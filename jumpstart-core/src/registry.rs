//! Routes platform events to the window they belong to.
//!
//! Platform callbacks only know the native handle of the window that produced an
//! event, so every live window is recorded here under that handle. The registry holds
//! weak references: it never keeps a window's state alive on its own.

use std::collections::HashMap;
use std::rc::{Rc, Weak};

use log::{debug, trace};

use crate::platform::PlatformEvent;
use crate::window::{NativeWindowHandle, WindowState};

#[derive(Debug, Default)]
pub struct WindowRegistry {
    windows: HashMap<NativeWindowHandle, Weak<WindowState>>,
}

impl WindowRegistry {
    pub fn new() -> Self {
        Self::default()
    }

    pub fn insert(&mut self, handle: NativeWindowHandle, state: &Rc<WindowState>) {
        if self.windows.insert(handle, Rc::downgrade(state)).is_some() {
            debug!("Window handle {} re-registered", handle);
        }
    }

    pub fn remove(&mut self, handle: NativeWindowHandle) -> bool {
        self.windows.remove(&handle).is_some()
    }

    /// Unregisters every window whose owner dropped it and returns their handles.
    pub fn take_dropped(&mut self) -> Vec<NativeWindowHandle> {
        let dropped: Vec<_> = self
            .windows
            .iter()
            .filter(|(_, state)| state.strong_count() == 0)
            .map(|(handle, _)| *handle)
            .collect();
        for handle in &dropped {
            self.windows.remove(handle);
        }
        dropped
    }

    pub fn lookup(&self, handle: NativeWindowHandle) -> Option<Rc<WindowState>> {
        self.windows.get(&handle).and_then(Weak::upgrade)
    }

    pub fn contains(&self, handle: NativeWindowHandle) -> bool {
        self.windows.contains_key(&handle)
    }

    pub fn len(&self) -> usize {
        self.windows.len()
    }

    pub fn is_empty(&self) -> bool {
        self.windows.is_empty()
    }

    /// Applies `event` to its window. Returns `false` when the handle is unknown or the
    /// window's owner already dropped it.
    pub fn dispatch(&self, event: PlatformEvent) -> bool {
        match event {
            PlatformEvent::CloseRequested(handle) => match self.lookup(handle) {
                Some(state) => {
                    debug!("Close requested for window {}", handle);
                    state.request_close();
                    true
                }
                None => {
                    trace!("Ignoring close request for unregistered window {}", handle);
                    false
                }
            },
        }
    }
}

#[cfg(test)]
mod tests {
    use super::*;

    #[test]
    fn close_request_reaches_registered_window() {
        let mut registry = WindowRegistry::new();
        let state = Rc::new(WindowState::default());
        registry.insert(NativeWindowHandle(1), &state);

        assert!(registry.dispatch(PlatformEvent::CloseRequested(NativeWindowHandle(1))));
        assert!(state.should_close());
    }

    #[test]
    fn unknown_handle_is_ignored() {
        let mut registry = WindowRegistry::new();
        let state = Rc::new(WindowState::default());
        registry.insert(NativeWindowHandle(1), &state);

        assert!(!registry.dispatch(PlatformEvent::CloseRequested(NativeWindowHandle(2))));
        assert!(!state.should_close());
    }

    #[test]
    fn dropped_state_is_not_resurrected() {
        let mut registry = WindowRegistry::new();
        let state = Rc::new(WindowState::default());
        registry.insert(NativeWindowHandle(5), &state);
        drop(state);

        assert!(registry.lookup(NativeWindowHandle(5)).is_none());
        assert!(!registry.dispatch(PlatformEvent::CloseRequested(NativeWindowHandle(5))));
    }

    #[test]
    fn take_dropped_only_removes_dead_entries() {
        let mut registry = WindowRegistry::new();
        let kept = Rc::new(WindowState::default());
        let dropped = Rc::new(WindowState::default());
        registry.insert(NativeWindowHandle(1), &kept);
        registry.insert(NativeWindowHandle(2), &dropped);
        drop(dropped);

        assert_eq!(registry.take_dropped(), vec![NativeWindowHandle(2)]);
        assert!(registry.contains(NativeWindowHandle(1)));
        assert!(!registry.contains(NativeWindowHandle(2)));
        assert!(registry.take_dropped().is_empty());
    }
}
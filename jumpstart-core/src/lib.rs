pub mod error;
pub mod handle;
pub mod window;
pub mod registry;
pub mod platform;
pub mod headless;
pub mod system;

pub use error::{JumpstartError, JumpstartResult};
pub use handle::{RawHandle, ScopedHandle};
pub use window::{NativeWindowHandle, Window, WindowConfig, WindowState};
pub use registry::WindowRegistry;
pub use platform::{PlatformEvent, PlatformKind, PlatformWindow};
pub use headless::HeadlessPlatform;
pub use system::WindowSystem;
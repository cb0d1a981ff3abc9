use log::{debug, info};
use raw_window_handle::{RawDisplayHandle, RawWindowHandle};

use crate::platform::{PlatformKind, PlatformWindow};
use crate::registry::WindowRegistry;
use crate::window::{Window, WindowConfig};
use crate::{JumpstartError, JumpstartResult};

/// A platform plus the registry that routes its events back to windows.
pub struct WindowSystem<P: PlatformWindow> {
    platform: P,
    registry: WindowRegistry,
}

impl<P: PlatformWindow> WindowSystem<P> {
    pub fn new(platform: P) -> Self {
        Self {
            platform,
            registry: WindowRegistry::new(),
        }
    }

    pub fn kind(&self) -> PlatformKind {
        self.platform.kind()
    }

    pub fn platform(&self) -> &P {
        &self.platform
    }

    pub fn platform_mut(&mut self) -> &mut P {
        &mut self.platform
    }

    pub fn registry(&self) -> &WindowRegistry {
        &self.registry
    }

    pub fn create_window(&mut self, width: u32, height: u32, title: &str) -> JumpstartResult<Window> {
        self.create_window_with(WindowConfig::new(width, height, title))
    }

    pub fn create_window_with(&mut self, config: WindowConfig) -> JumpstartResult<Window> {
        if config.width == 0 || config.height == 0 {
            return Err(JumpstartError::window_creation(format!(
                "invalid window size {}x{}",
                config.width, config.height
            )));
        }

        let handle = self.platform.create(&config)?;
        let window = Window::new(handle, config);
        self.registry.insert(handle, &window.state);

        info!(
            "Window {} created: \"{}\" {}x{}",
            handle, window.config.title, window.config.width, window.config.height
        );
        Ok(window)
    }

    /// Unregisters the window, then releases its native resource. Destroying a window
    /// twice is a no-op.
    pub fn destroy_window(&mut self, window: &mut Window) {
        let Some(handle) = window.handle.take() else {
            debug!("destroy_window on an already destroyed window");
            return;
        };

        self.registry.remove(handle);
        self.platform.destroy(handle);
        info!("Window {} destroyed", handle);
    }

    /// Pumps the platform once and applies close requests to their windows.
    ///
    /// Windows dropped without `destroy_window` are released here first.
    pub fn poll_events(&mut self) {
        for handle in self.registry.take_dropped() {
            self.platform.destroy(handle);
            debug!("Window {} was dropped without destroy_window; released", handle);
        }

        let registry = &self.registry;
        self.platform.poll_events(&mut |event| {
            registry.dispatch(event);
        });
    }

    pub fn raw_handles(&self, window: &Window) -> JumpstartResult<(RawDisplayHandle, RawWindowHandle)> {
        let handle = window
            .handle
            .ok_or_else(|| JumpstartError::surface_creation("window has been destroyed"))?;
        self.platform.raw_handles(handle)
    }
}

——————

• _EXERCISE REQUIREMENTS_:
Would you restate exactly the lines of the material above, from its opening line through the line with "pub fn is_empty(&self)", and output only those?

• _YOUR RESPONSE_:
filename jumpstart-core/src/registry.rs
//! Routes platform events to the window they belong to.
//!
//! Platform callbacks only know the native handle of the window that produced an
//! event, so every live window is recorded here under that handle. The registry holds
//! weak references: it never keeps a window's state alive on its own.

use std::collections::HashMap;
use std::rc::{Rc, Weak};

use log::{debug, trace};

use crate::platform::PlatformEvent;
use crate::window::{NativeWindowHandle, WindowState};

#[derive(Debug, Default)]
pub struct WindowRegistry {
    windows: HashMap<NativeWindowHandle, Weak<WindowState>>,
}

impl WindowRegistry {
    pub fn new() -> Self {
        Self::default()
    }

    pub fn insert(&mut self, handle: NativeWindowHandle, state: &Rc<WindowState>) {
        if self.windows.insert(handle, Rc::downgrade(state)).is_some() {
            debug!("Window handle {} re-registered", handle);
        }
    }

    pub fn remove(&mut self, handle: NativeWindowHandle) -> bool {
        self.windows.remove(&handle).is_some()
    }

    /// Unregisters every window whose owner dropped it and returns their handles.
    pub fn take_dropped(&mut self) -> Vec<NativeWindowHandle> {
        let dropped: Vec<_> = self
            .windows
            .iter()
            .filter(|(_, state)| state.strong_count() == 0)
            .map(|(handle, _)| *handle)
            .collect();
        for handle in &dropped {
            self.windows.remove(handle);
        }
        dropped
    }

    pub fn lookup(&self, handle: NativeWindowHandle) -> Option<Rc<WindowState>> {
        self.windows.get(&handle).and_then(Weak::upgrade)
    }

    pub fn contains(&self, handle: NativeWindowHandle) -> bool {
        self.windows.contains_key(&handle)
    }

    pub fn len(&self) -> usize {
        self.windows.len()
    }

    pub fn is_empty(&self) -> bool {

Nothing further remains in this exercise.